She competed at the 2011 World Championships in Montpellier, France, where she together with the other Russian group received a gold medal in 5 Balls final and silver medals in Group All-around and 3 Ribbons + 2 Hoops Final.

Nazarenko won a gold medal at the 2012 Summer Olympics in the group all-around event together with other group members (Uliana Donskova, Anastasia Bliznyuk, Alina Makarenko, Ksenia Dudkina, Karolina Sevastyanova). For six months leading up to the Olympic Games, the Russian gymnasts only ate buckwheat in their diet.
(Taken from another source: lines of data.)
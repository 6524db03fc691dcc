use std::fmt::Write;

use crate::models::{RouteReport, RouteStep};

use super::graph::DataCenterMap;
use super::panel::{Classification, Panel};
use super::search::{Hop, Route};

const RULE_WIDTH: usize = 60;

fn push_panel_summary(out: &mut String, label: &str, panel: &Panel) {
    let _ = writeln!(out, "{}: Panel {} at {}", label, panel.id, panel.location);
    let _ = writeln!(out, "Type: {}", panel.interface_type);
    let _ = writeln!(out, "Classification: {}", Classification::label(panel.classification));
    let _ = writeln!(out, "Available Ports: {}", panel.free_ports);
}

impl DataCenterMap {
    /// Render a route as a printable breakdown, one block per hop
    pub fn visualize(&self, hops: &[Hop]) -> String {
        let (Some((first_id, _)), Some((_, last_id))) = (hops.first(), hops.last()) else {
            return "No valid route found".to_string();
        };
        let (Some(first), Some(last)) = (self.panel(first_id), self.panel(last_id)) else {
            return "No valid route found".to_string();
        };

        let mut out = String::new();
        out.push_str("Route Details:\n");
        let _ = writeln!(out, "Source Rack: {} → Destination Rack: {}", first.rack(), last.destination);
        let _ = writeln!(out, "{}", "-".repeat(RULE_WIDTH));

        push_panel_summary(&mut out, "Start", first);
        out.push('\n');

        for (i, (a, b)) in hops.iter().enumerate() {
            let (Some(p1), Some(p2)) = (self.panel(a), self.panel(b)) else {
                continue;
            };
            let _ = writeln!(out, "Connection {}:", i + 1);
            let _ = writeln!(
                out,
                "  {} ({} to {}) → {} ({} to {})",
                p1.id, p1.location, p1.destination, p2.id, p2.location, p2.destination
            );
            let _ = writeln!(out, "  Interface Type: {}", p1.interface_type);
            let _ = writeln!(out, "  Free Ports: {}", p1.free_ports.min(p2.free_ports));
            let _ = writeln!(out, "  Classification: {}", Classification::label(p1.classification));
            if p1.spine() != p2.spine() {
                let _ = writeln!(out, "  Cross-Spine Connection: {} → {}", p1.spine(), p2.spine());
            }
            out.push('\n');
        }

        push_panel_summary(&mut out, "End", last);
        let _ = write!(out, "Final Destination: {}", last.destination);
        out
    }

    /// One record per distinct panel the route touches, in order
    pub fn route_steps(&self, route: &Route) -> Vec<RouteStep> {
        route
            .panel_ids()
            .into_iter()
            .filter_map(|id| self.panel(id))
            .map(|panel| RouteStep {
                panel_id: panel.id.clone(),
                location: panel.location.to_string(),
                destination: panel.destination.clone(),
                interface_type: panel.interface_type.to_string(),
            })
            .collect()
    }

    /// True when any hop joins panels on different spines
    pub fn crosses_spine(&self, route: &Route) -> bool {
        route.hops.iter().any(|(a, b)| match (self.panel(a), self.panel(b)) {
            (Some(p1), Some(p2)) => p1.spine() != p2.spine(),
            _ => false,
        })
    }

    pub fn route_report(&self, rank: usize, route: &Route) -> RouteReport {
        RouteReport {
            rank,
            weight: route.weight,
            hops: route.len(),
            cross_spine: self.crosses_spine(route),
            steps: self.route_steps(route),
            details: self.visualize(&route.hops),
        }
    }
}
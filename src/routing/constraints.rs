use std::collections::BTreeSet;

use super::graph::Link;
use super::panel::{Classification, InterfaceType};

pub const DEFAULT_MAX_HOPS: u32 = 3;
pub const MAX_HOPS_LIMIT: u32 = 10;

/// Filters applied to a single route query
#[derive(Debug, Clone, PartialEq)]
pub struct RouteConstraints {
    pub interface_type: Option<InterfaceType>,
    pub min_free_ports: u32,
    pub classification: Option<Classification>,
    pub max_hops: u32,
    pub preferred_rooms: Option<BTreeSet<String>>,
}

impl Default for RouteConstraints {
    fn default() -> Self {
        Self {
            interface_type: None,
            min_free_ports: 1,
            classification: None,
            max_hops: DEFAULT_MAX_HOPS,
            preferred_rooms: None,
        }
    }
}

impl RouteConstraints {
    pub fn new(interface_type: Option<InterfaceType>) -> Self {
        Self {
            interface_type,
            ..Self::default()
        }
    }

    pub fn with_min_free_ports(mut self, min_free_ports: u32) -> Self {
        self.min_free_ports = min_free_ports;
        self
    }

    pub fn with_classification(mut self, classification: Option<Classification>) -> Self {
        self.classification = classification;
        self
    }

    /// Missing hop limits fall back to the default; anything else is
    /// clamped to `[1, MAX_HOPS_LIMIT]`.
    pub fn with_max_hops(mut self, max_hops: Option<i64>) -> Self {
        self.max_hops = match max_hops {
            Some(hops) => hops.clamp(1, MAX_HOPS_LIMIT as i64) as u32,
            None => DEFAULT_MAX_HOPS,
        };
        self
    }

    /// Blank room tokens are dropped; an empty list means no preference.
    pub fn with_preferred_rooms<I, S>(mut self, rooms: I) -> Self
    where
        I: IntoIterator<Item = S>,
        S: AsRef<str>,
    {
        let rooms: BTreeSet<String> = rooms
            .into_iter()
            .map(|r| r.as_ref().trim().to_string())
            .filter(|r| !r.is_empty())
            .collect();
        self.preferred_rooms = if rooms.is_empty() { None } else { Some(rooms) };
        self
    }

    /// Whether a panel of this interface type can take part in the query
    pub fn accepts_interface(&self, interface_type: InterfaceType) -> bool {
        self.interface_type.map_or(true, |wanted| wanted == interface_type)
    }
}

/// Check one graph edge against the query filters
pub fn validate_connection(link: &Link, constraints: &RouteConstraints) -> bool {
    if let Some(wanted) = constraints.interface_type {
        if link.interface_type != wanted {
            return false;
        }
    }
    if let Some(wanted) = constraints.classification {
        if link.classification != Some(wanted) {
            return false;
        }
    }
    link.free_ports >= constraints.min_free_ports
}

#[cfg(test)]
mod tests {
    use super::*;

    fn link(interface_type: InterfaceType, free_ports: u32, classification: Option<Classification>) -> Link {
        Link {
            weight: 1,
            interface_type,
            free_ports,
            classification,
        }
    }

    #[test]
    fn test_max_hops_clamped() {
        assert_eq!(RouteConstraints::default().max_hops, 3);
        assert_eq!(RouteConstraints::default().with_max_hops(Some(15)).max_hops, 10);
        assert_eq!(RouteConstraints::default().with_max_hops(Some(0)).max_hops, 1);
        assert_eq!(RouteConstraints::default().with_max_hops(Some(-4)).max_hops, 1);
        assert_eq!(RouteConstraints::default().with_max_hops(Some(6)).max_hops, 6);
        assert_eq!(RouteConstraints::default().with_max_hops(None).max_hops, 3);
    }

    #[test]
    fn test_preferred_rooms() {
        let c = RouteConstraints::default().with_preferred_rooms(["ROOM1", " ", "ROOM2"]);
        let rooms = c.preferred_rooms.unwrap();
        assert_eq!(rooms.len(), 2);
        assert!(rooms.contains("ROOM1"));

        let c = RouteConstraints::default().with_preferred_rooms(Vec::<String>::new());
        assert!(c.preferred_rooms.is_none());
    }

    #[test]
    fn test_unset_constraints_accept_anything() {
        let c = RouteConstraints::default();
        assert!(validate_connection(&link(InterfaceType::Sm, 1, None), &c));
        assert!(validate_connection(&link(InterfaceType::Rj, 5, Some(Classification::Red)), &c));
        assert!(c.accepts_interface(InterfaceType::Mm));
    }

    #[test]
    fn test_interface_mismatch_fails() {
        let c = RouteConstraints::new(Some(InterfaceType::Rj));
        assert!(!validate_connection(&link(InterfaceType::Mm, 5, None), &c));
        assert!(validate_connection(&link(InterfaceType::Rj, 5, None), &c));
        assert!(!c.accepts_interface(InterfaceType::Sm));
    }

    #[test]
    fn test_classification_mismatch_fails() {
        let c = RouteConstraints::default().with_classification(Some(Classification::Red));
        assert!(validate_connection(&link(InterfaceType::Rj, 5, Some(Classification::Red)), &c));
        assert!(!validate_connection(&link(InterfaceType::Rj, 5, Some(Classification::Black)), &c));
        // an untagged edge does not satisfy an explicit classification filter
        assert!(!validate_connection(&link(InterfaceType::Rj, 5, None), &c));
    }

    #[test]
    fn test_min_free_ports() {
        let c = RouteConstraints::default().with_min_free_ports(4);
        assert!(!validate_connection(&link(InterfaceType::Rj, 3, None), &c));
        assert!(validate_connection(&link(InterfaceType::Rj, 4, None), &c));
    }
}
She returned to competition in the Russian Group at the 2013 Sofia World Cup where they won the silver medal in Group All-around and gold in 2 ribbons/3 balls final. At the Minsk World Cup they won another gold in Group All-around, silver in 2 ribbons/3 balls and bronze in 10 clubs. She and the rest Russian Group won all the gold medals at the 2013 Summer Universiade in All-around, 10 clubs and 2 ribbons/3 balls. The Russian Group won the gold medals in Group All-around, 10 clubs and 2 ribbons/3 balls at the 2013 World Cup Final in St. Petersburg, Russia. They also won the Group All-around bronze medal at the 2013 World Championships, they won gold in 2 Ribbon + 3 Balls final. Nastya along with rest of the remaining Russian Group Olympians terminated their careers after the World Championships. Irina Viner has stated about their dismissal and retirements: "We have made drastic changes in the composition of the group. All the girls, who a year ago at the Olympic Games were the first after the World Cup series had to say goodbye to the sport. They did not show in Kiev what could and should have been shown. The "star disease" should not be left on the carpet. And I always say that as long as you're standing on a pedestal - you're a winner, but as soon as you had gone down from it- you're no one to call you in any way".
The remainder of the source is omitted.